Quanto ao acesso aos cursos inverteu-se, é certo, o decréscimo registado em 1999 (menos 109 vagas) mas o incremento registado, na ordem dos 600 lugares, ainda que à custa da oferta de estabelecimentos particulares (+483) e do reduzido contributo do sector público (+135), é manifestamente insuficiente.
Desde 2000 que não se abre mais nenhum curso de enfermagem nas 27 escolas públicas de enfermagem do país, verificando-se tendência inversa no sector privado. Urge assim que o Estado, a quem deve caber prioritariamente esta tarefa, tome medidas para acelerar a formação de enfermeiros.
As alterações legislativas na organização e gestão dos serviços de saúde terão graves consequências para a autonomia dos cuidados de enfermagem e limitarão inevitavelmente o acesso dos cidadãos a cuidados de saúde de qualidade.

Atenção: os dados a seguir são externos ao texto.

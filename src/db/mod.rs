pub mod models;
pub mod repository;

pub use repository::MongoContext;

...e outros profissionais da Saúde
Quanto aos restantes profissionais de saúde (Técnicos Superiores de Saúde, Técnicos de Diagnóstico e Terapêutica, Administrativos, Auxiliares, Operários, etc), o problema não é diferente, resultado de uma política criminosa de numeros clausus no acesso a esses cursos e de congelamento das admissões.
Por outro lado a política economicista do Governo já se vai fazendo sentir. Enfermeiros, Auxiliares e Administrativos admitidos para fazerem face a necessidades permanentes dos serviços estão a ser despedidos dos hospitais. A possibilidade de admissão em regime de Contrato Individual de Trabalho, tão defendida pelo Governo como a panaceia para acabar com a falta de pessoal e com a precariedade, é mais uma miragem. A orientação é não admitir! Outras orientações passam pela diminuição de enfermeiros e auxiliares de acção médica em cada turno nos serviços, ou seja, menos profissionais disponíveis para fazer o mesmo trabalho, querendo as administrações das novas SA’s criadas aumentar a carga semanal de trabalho para as 40 horas semanais (quando hoje é de 35).